§ Exercise prompt
Of the lines below, copy those that hold the word "basic".

§ The input
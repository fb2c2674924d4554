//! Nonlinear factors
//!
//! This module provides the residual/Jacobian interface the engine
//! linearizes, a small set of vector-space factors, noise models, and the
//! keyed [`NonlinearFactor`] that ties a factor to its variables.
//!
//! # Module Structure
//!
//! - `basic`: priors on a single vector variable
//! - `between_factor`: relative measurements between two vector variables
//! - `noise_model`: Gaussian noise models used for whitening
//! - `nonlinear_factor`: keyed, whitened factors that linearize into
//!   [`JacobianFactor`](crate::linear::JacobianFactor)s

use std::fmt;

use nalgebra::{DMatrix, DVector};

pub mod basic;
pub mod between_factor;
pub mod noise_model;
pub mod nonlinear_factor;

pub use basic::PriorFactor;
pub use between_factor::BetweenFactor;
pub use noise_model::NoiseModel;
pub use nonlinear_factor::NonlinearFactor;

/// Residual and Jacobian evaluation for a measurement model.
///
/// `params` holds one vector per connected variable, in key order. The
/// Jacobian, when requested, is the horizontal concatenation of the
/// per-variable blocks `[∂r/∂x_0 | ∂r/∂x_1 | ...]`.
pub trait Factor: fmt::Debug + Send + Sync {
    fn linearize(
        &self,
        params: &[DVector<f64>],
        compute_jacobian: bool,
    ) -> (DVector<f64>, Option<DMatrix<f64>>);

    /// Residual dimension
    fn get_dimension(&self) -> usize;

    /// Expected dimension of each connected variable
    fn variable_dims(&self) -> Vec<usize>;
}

§ Output of the exercise
//! - `basic`: priors on a single vector variable
pub mod basic;
pub use basic::PriorFactor;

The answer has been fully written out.